Die Klage hatte teilweise Erfolg. Das FG kürzte den Vorwegabzug nur um 16 % der hälftigen Einnahmen der Klägerin aus nichtselbstständiger Arbeit.
Entscheidung
Der BFH hob auf die Revision des FA das finanzgerichtliche Urteil auf und wies die Klage ab. Der Vorwegabzug sei nicht nur zeitanteilig, sondern in voller Höhe zu kürzen, auch wenn der Arbeitgeber nicht während des ganzen Jahres Zukunftssicherungsleistungen i.S.d. § 3 Nr. 62 EStG erbracht habe.
Hinweis
1. Im Jahr 1995 konnten zusammen veranlagte Eheleute Vorsorgeaufwendungen mit folgenden Höchstbeträgen abziehen:
- Grundhöchstbetrag von 5.220 DM;
- Vorwegabzug von 12.000 DM;
- Hälftiger Höchstbetrag bis 2.610 DM.
Dabei war der Vorwegabzug um 16 % der Summe der Einnahmen aus nichtselbstständiger Arbeit zu kürzen, wenn für die Zukunftssicherungsleistungen des Steuerpflichtigen Leistungen i.S.d. § 3 Nr. 62 EStG erbracht worden sind.

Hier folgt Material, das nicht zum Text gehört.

//! Optional JSON configuration file

use anyhow::Context;
use serde::{Deserialize, Serialize};
use std::path::Path;
use stratum_loader::LoaderConfig;
use stratum_vfs::FsConfig;

/// Settings for every library the CLI drives
///
/// Every field is optional in the file; missing ones take their defaults.
#[derive(Debug, Clone, Default, PartialEq, Eq, Serialize, Deserialize)]
#[serde(default)]
pub struct CliConfig {
    /// Filesystem settings, including the pack settings
    pub filesystem: FsConfig,
    /// Queued loader settings
    pub loader: LoaderConfig,
}

impl CliConfig {
    /// Read the file at `path`, or use the defaults when there is none
    pub fn load(path: Option<&Path>) -> anyhow::Result<Self> {
        let Some(path) = path else {
            return Ok(Self::default());
        };
        let text = std::fs::read_to_string(path)
            .with_context(|| format!("Failed to read config {}", path.display()))?;
        serde_json::from_str(&text)
            .with_context(|| format!("Failed to parse config {}", path.display()))
    }
}
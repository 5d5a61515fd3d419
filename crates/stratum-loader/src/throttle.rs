//! Memory-pressure throttling of the I/O backend

use crate::io::AsyncIo;
use parking_lot::Mutex;
use std::sync::atomic::{AtomicBool, AtomicU64, Ordering};
use tracing::info;

/// Suspends reads while too much completed data awaits consumption
///
/// Reads stop at the high watermark and restart once consumption brings the
/// total down to the low watermark. Decisions are serialized and read the
/// counter under the lock, so the last adjustment after any change always
/// sees the current total.
#[derive(Debug)]
pub struct Throttle {
    high: AtomicU64,
    low: AtomicU64,
    suspended: AtomicBool,
    decide: Mutex<()>,
}

impl Throttle {
    /// Create a throttle with the given watermarks
    pub const fn new(high: u64, low: u64) -> Self {
        Self {
            high: AtomicU64::new(high),
            low: AtomicU64::new(low),
            suspended: AtomicBool::new(false),
            decide: Mutex::new(()),
        }
    }

    /// Replace both watermarks
    pub fn set_watermarks(&self, high: u64, low: u64) {
        self.high.store(high, Ordering::Relaxed);
        self.low.store(low, Ordering::Relaxed);
    }

    /// `(high, low)` watermarks
    pub fn watermarks(&self) -> (u64, u64) {
        (
            self.high.load(Ordering::Relaxed),
            self.low.load(Ordering::Relaxed),
        )
    }

    /// Whether reads are currently suspended
    pub fn is_suspended(&self) -> bool {
        self.suspended.load(Ordering::Acquire)
    }

    /// Suspend or resume `io` for the bytes in `memory` awaiting consumption
    ///
    /// Suspending needs reads in flight; with none, nothing would ever bring
    /// the total back down.
    pub fn adjust(&self, io: &dyn AsyncIo, memory: &AtomicU64, active_jobs: usize) {
        let _decide = self.decide.lock();
        let memory = memory.load(Ordering::Acquire);
        let (high, low) = self.watermarks();
        let suspended = self.suspended.load(Ordering::Acquire);
        if !suspended && memory >= high && active_jobs > 0 {
            info!("Suspending I/O at {memory} bytes pending");
            self.suspended.store(true, Ordering::Release);
            io.suspend();
        } else if suspended && memory <= low {
            info!("Resuming I/O at {memory} bytes pending");
            self.suspended.store(false, Ordering::Release);
            io.resume();
        }
    }

    /// Resume `io` if suspended
    pub fn release(&self, io: &dyn AsyncIo) {
        let _decide = self.decide.lock();
        if self.suspended.swap(false, Ordering::AcqRel) {
            io.resume();
        }
    }
}

#[cfg(test)]
#[allow(clippy::expect_used, clippy::unwrap_used)]
mod tests {
    use super::*;
    use crate::io::{IoCallback, IoHandle, IoRequest};
    use pretty_assertions::assert_eq;

    #[derive(Default)]
    struct RecordingIo {
        calls: Mutex<Vec<&'static str>>,
    }

    impl AsyncIo for RecordingIo {
        fn submit(&self, _request: IoRequest, _callback: IoCallback) -> IoHandle {
            IoHandle::new(0)
        }

        fn suspend(&self) {
            self.calls.lock().push("suspend");
        }

        fn resume(&self) {
            self.calls.lock().push("resume");
        }
    }

    #[test]
    fn test_hysteresis() {
        let io = RecordingIo::default();
        let throttle = Throttle::new(100, 20);

        throttle.adjust(&io, &AtomicU64::new(50), 3);
        assert!(!throttle.is_suspended());
        throttle.adjust(&io, &AtomicU64::new(100), 3);
        throttle.adjust(&io, &AtomicU64::new(150), 3);
        assert!(throttle.is_suspended());
        throttle.adjust(&io, &AtomicU64::new(60), 3);
        assert!(throttle.is_suspended());
        throttle.adjust(&io, &AtomicU64::new(20), 3);
        assert!(!throttle.is_suspended());
        throttle.adjust(&io, &AtomicU64::new(10), 3);

        assert_eq!(*io.calls.lock(), vec!["suspend", "resume"]);
    }

    #[test]
    fn test_no_suspend_without_active_jobs() {
        let io = RecordingIo::default();
        let throttle = Throttle::new(100, 20);
        throttle.adjust(&io, &AtomicU64::new(500), 0);
        assert!(!throttle.is_suspended());
        assert!(io.calls.lock().is_empty());
    }

    #[test]
    fn test_release() {
        let io = RecordingIo::default();
        let throttle = Throttle::new(10, 5);
        throttle.release(&io);
        throttle.adjust(&io, &AtomicU64::new(10), 1);
        throttle.release(&io);
        assert_eq!(*io.calls.lock(), vec!["suspend", "resume"]);
        assert_eq!(throttle.watermarks(), (10, 5));
    }
}
fn not_found_or_io(path: &Path, err: std::io::Error) -> PackError {
    if err.kind() == ErrorKind::NotFound {
        PackError::NotFound(path.display().to_string())
    } else {
        PackError::Io(err)
    }
}

/// Find the end of central directory record and resolve Zip64 totals
fn locate_directory(file: &mut File, base_offset: u64, length: u64) -> Result<DirectoryLocation> {
    let tail_len = length.min(EOCD_SIZE + MAX_COMMENT_LENGTH);
    let tail_start = length - tail_len;
    let mut tail = vec![0u8; tail_len as usize];
    file.seek(SeekFrom::Start(base_offset + tail_start))?;
    file.read_exact(&mut tail)?;

    let signature = EOCD_SIGNATURE.to_le_bytes();
    let eocd_at = (0..=tail.len() - EOCD_SIZE as usize)
        .rev()
        .find(|&i| tail[i..i + 4] == signature)
        .ok_or_else(|| {
            PackError::InvalidFormat("End of central directory record not found".into())
        })?;

    let eocd: EndOfCentralDirectory = Cursor::new(&tail[eocd_at..]).read_le()?;
    let comment_start = eocd_at + EOCD_SIZE as usize;
    let comment_end = (comment_start + eocd.comment_length as usize).min(tail.len());
    let packed_layout = tail[comment_start..comment_end]
        .get(..PACKED_DIRECTORY_COMMENT.len())
        .is_some_and(|prefix| prefix.eq_ignore_ascii_case(PACKED_DIRECTORY_COMMENT));

    let mut location = DirectoryLocation {
        entries: u64::from(eocd.entries_total),
        size: u64::from(eocd.directory_size),
        offset: u64::from(eocd.directory_offset),
        packed_layout,
    };

    let locator_at = (eocd_at as u64).checked_sub(ZIP64_LOCATOR_SIZE);
    let locator = locator_at
        .map(|at| at as usize)
        .filter(|&at| tail[at..at + 4] == ZIP64_LOCATOR_SIGNATURE.to_le_bytes());

    if let Some(at) = locator {
        let locator: Zip64Locator = Cursor::new(&tail[at..]).read_le()?;
        file.seek(SeekFrom::Start(base_offset + locator.record_offset))?;
        let record: Zip64EndOfCentralDirectory = file.read_le()?;
        location.entries = record.entries_total;
        location.size = record.directory_size;
        location.offset = record.directory_offset;
        trace!("Using Zip64 end of central directory at {}", locator.record_offset);
    } else if eocd.needs_zip64() {
        return Err(PackError::InvalidFormat(
            "End of central directory defers to a missing Zip64 record".into(),
        ));
    }

    Ok(location)
}

struct ParsedDirectory {
    /// (central directory index, entry)
    entries: Vec<(usize, PackEntry)>,
    /// (offset, size) of the preload section payload
    preload: Option<(u64, u64)>,
}

fn parse_directory(
    directory: &[u8],
    location: DirectoryLocation,
    names: &NameRegistry,
) -> Result<ParsedDirectory> {
    // every entry needs at least a fixed header inside the directory
    if location.entries > (directory.len() / CENTRAL_HEADER_SIZE) as u64 {
        return Err(PackError::InvalidFormat(format!(
            "Central directory of {} bytes cannot hold {} entries",
            directory.len(),
            location.entries
        )));
    }
    let mut parsed = ParsedDirectory {
        entries: Vec::with_capacity(location.entries as usize),
        preload: None,
    };
    let mut position = 0usize;

    for index in 0..location.entries as usize {
        let fixed = directory
            .get(position..position + CENTRAL_HEADER_SIZE)
            .ok_or_else(|| {
                PackError::InvalidFormat(format!("Central directory truncated at entry {index}"))
            })?;
        let header: CentralDirectoryHeader = Cursor::new(fixed).read_le()?;
        if header.signature != CENTRAL_HEADER_SIGNATURE {
            return Err(PackError::InvalidFormat(format!(
                "Invalid central directory signature {:#010x} at entry {index}",
                header.signature
            )));
        }
        position += CENTRAL_HEADER_SIZE;

        let name_len = header.file_name_length as usize;
        let extra_len = header.extra_field_length as usize;
        let raw_name = directory.get(position..position + name_len).ok_or_else(|| {
            PackError::InvalidFormat(format!("Entry {index} name runs past the directory"))
        })?;
        let name = fix_slashes(&String::from_utf8_lossy(raw_name));
        position += name_len;

        let mut compressed_size = u64::from(header.compressed_size);
        let mut original_size = u64::from(header.uncompressed_size);
        let mut local_offset = u64::from(header.local_header_offset);

        if !location.packed_layout {
            let extra = directory.get(position..position + extra_len).unwrap_or_default();
            apply_zip64_extra(
                extra,
                &mut original_size,
                &mut compressed_size,
                &mut local_offset,
            );
            position += extra_len + header.file_comment_length as usize;
        }

        let data_offset =
            local_offset + LOCAL_HEADER_SIZE + name_len as u64 + extra_len as u64;

        if index == 0 && name.eq_ignore_ascii_case(PRELOAD_SECTION_NAME) {
            parsed.preload = Some((data_offset, original_size));
            continue;
        }

        let method = CompressionMethod::from_id(header.compression_method)?;
        parsed.entries.push((
            index,
            PackEntry {
                name: names.intern(&name),
                hash: caseless_hash(&name),
                offset: data_offset,
                original_size,
                compressed_size,
                method,
                crc32: header.crc32,
                preload_index: None,
            },
        ));
    }

    Ok(parsed)
}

2. Der Vorwegabzug soll insbesondere selbstständig Tätigen einen Ausgleich dafür bieten, dass diese ihre Beiträge zur Zukunftssicherung in vollem Umfang selbst aufbringen müssen, während bei nichtselbstständig Tätigen der Arbeitgeber zur Beitragsleistung kraft Gesetzes verpflichtet ist und der Arbeitgeberanteil nicht vom Arbeitnehmer zu versteuern ist.
Das Gesetz räumt darum zunächst allen Steuerpflichtigen den Vorwegabzug ein, kürzt diesen dann aber bei Arbeitnehmern um den gesetzlichen Arbeitgeberanteil.
3. Voraussetzung für die Kürzung ist allerdings nicht, dass der Arbeitgeber während des gesamten Jahres Beiträge für den Arbeitnehmer erbracht hat. Das Gesetz schreibt nämlich die Kürzung vor, "wenn" Zukunftssicherungsleistungen i.S.d. § 3 Nr. 62 EStG erbracht werden – und nicht "soweit" solche erbracht werden. Durch die Bezugnahme auf § 3 Nr. 62 EStG soll also der betroffene Personenkreis umschrieben, nicht die Bemessungsgrundlage für die Kürzung des Vorwegabzugs begrenzt werden.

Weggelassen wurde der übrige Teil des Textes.